Parallel Programming with NVIDIA CUDA
Programmers have been interested in leveraging the highly parallel processing power of video cards to speed up applications that are not graphic in nature for a long time. Here, I explain how to do this with the CUDA API from NVIDIA. If your GPU is not from NVIDIA, you are not out of luck, as the same can be achieved with other APIs, such as the ATI-based Stream SDK or OpenCL.
With GPGPU, general-purpose applications are executed directly on the streaming processors of video cards. Under the stream processing paradigm, a data set is named a stream. You can think of it much like “file streams” provided by an OS's pipe function.
Streams can be any isolated piece of data, such as a stream of business events or a set of scientific data. Parallel operations are applied on streams with operators, such as split, compute or merge. Figure 1 shows several streams of data and compute operators in parallel.

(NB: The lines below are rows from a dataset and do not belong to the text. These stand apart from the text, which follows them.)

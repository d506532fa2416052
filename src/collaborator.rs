//! Generation collaborators - the seam where AI services plug in
//!
//! The engine never generates anything itself. Each generation kind is bound
//! to a [`Collaborator`] that accepts typed inputs and parameters and
//! eventually returns a bundle of outputs. Polling, retries and provider
//! specifics live behind this trait.

use crate::core::{InputBundle, OutputBundle, Parameters, PortType, Value};
use crate::kinds::PortSpec;
use async_trait::async_trait;

/// Everything a collaborator needs to perform one generation step
#[derive(Debug, Clone)]
pub struct GenerationRequest {
    pub node_id: String,
    pub kind: String,
    pub inputs: InputBundle,
    /// Node parameters with kind defaults filled in
    pub parameters: Parameters,
    /// Output ports the engine expects back
    pub outputs: Vec<PortSpec>,
}

/// An external generation service
#[async_trait]
pub trait Collaborator: Send + Sync {
    /// Run the generation and wait for its single final result
    async fn invoke(&self, request: GenerationRequest) -> anyhow::Result<OutputBundle>;
}

/// Collaborator that fabricates placeholder outputs without calling any
/// service. Used for dry runs of a pipeline.
#[derive(Debug, Clone, Copy, Default)]
pub struct DryRunCollaborator;

#[async_trait]
impl Collaborator for DryRunCollaborator {
    async fn invoke(&self, request: GenerationRequest) -> anyhow::Result<OutputBundle> {
        log::debug!(
            "Dry run of {} ({}) with {} inputs",
            request.node_id,
            request.kind,
            request.inputs.len()
        );

        Ok(request
            .outputs
            .iter()
            .map(|port| (port.name.clone(), placeholder(&request, port)))
            .collect())
    }
}

fn placeholder(request: &GenerationRequest, port: &PortSpec) -> Value {
    let reference = format!("dryrun://{}/{}", request.node_id, port.name);
    match port.port_type {
        PortType::Image => Value::Image(format!("{}.png", reference)),
        PortType::Video => Value::Video(format!("{}.mp4", reference)),
        PortType::Audio => Value::Audio(format!("{}.wav", reference)),
        PortType::Number => Value::Number(0.0),
        PortType::Boolean => Value::Boolean(false),
        PortType::Text | PortType::Any => {
            Value::Text(format!("[{}] output of {}", request.kind, request.node_id))
        }
    }
}

#[cfg(test)]
mod tests {
    use super::*;

    #[tokio::test]
    async fn test_dry_run_fills_declared_outputs() {
        let request = GenerationRequest {
            node_id: "anim".to_string(),
            kind: "image_to_video".to_string(),
            inputs: InputBundle::new(),
            parameters: Parameters::new(),
            outputs: vec![
                PortSpec::required("video", PortType::Video),
                PortSpec::required("caption", PortType::Text),
            ],
        };

        let output = DryRunCollaborator.invoke(request).await.unwrap();
        assert_eq!(
            output["video"],
            Value::Video("dryrun://anim/video.mp4".to_string())
        );
        assert_eq!(output["caption"].port_type(), PortType::Text);
        assert_eq!(output.len(), 2);
    }
}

Stream processing has been used successfully for general programming, including dataflow programming, financial calculation and industrial automation, just to name a few. Furthermore, system engineers and vendors such as Dell, ASUS, Western Scientific and Microway are building clusters of video cards that are similar to supercomputers, and they're available at a fraction of the cost of their CPU-based counterparts.
You can find many examples of real-life applications that were sped up using CUDA acceleration showcased by NVIDIA at www.nvidia.com/cuda.
Now that I've brushed upon what CUDA and stream processing are, let's start looking into a couple compute-intensive algorithms you can use to give it a spin.
Vector fields are constructs employed in a variety of professions. In robotics, vector fields can help a mobile robot navigate through a room. Let's define a destination and add one or more obstacles. A good scenario for testing CUDA consists in calculating a series of vectors that indicate the direction a robot should follow in order to reach its destination while avoiding all the obstacles present. The robot should also avoid local minima (see below). Figure 2 shows the robot and vector field (the green arrows are the “vectors”).
I refer to the target point as an attractor and to obstacles as repulsors—the arrows point toward the attractor and away from repulsors (Figure 3). So, how do you calculate the vector field? The vector field is composed of a series of individual fields, one for each attractor and repulsor.
Each individual field is calculated by computing the direction toward the attractor and away from repulsors at each point in the room. Once all of the vectors have been calculated, you obtain the complete vector field by adding them up.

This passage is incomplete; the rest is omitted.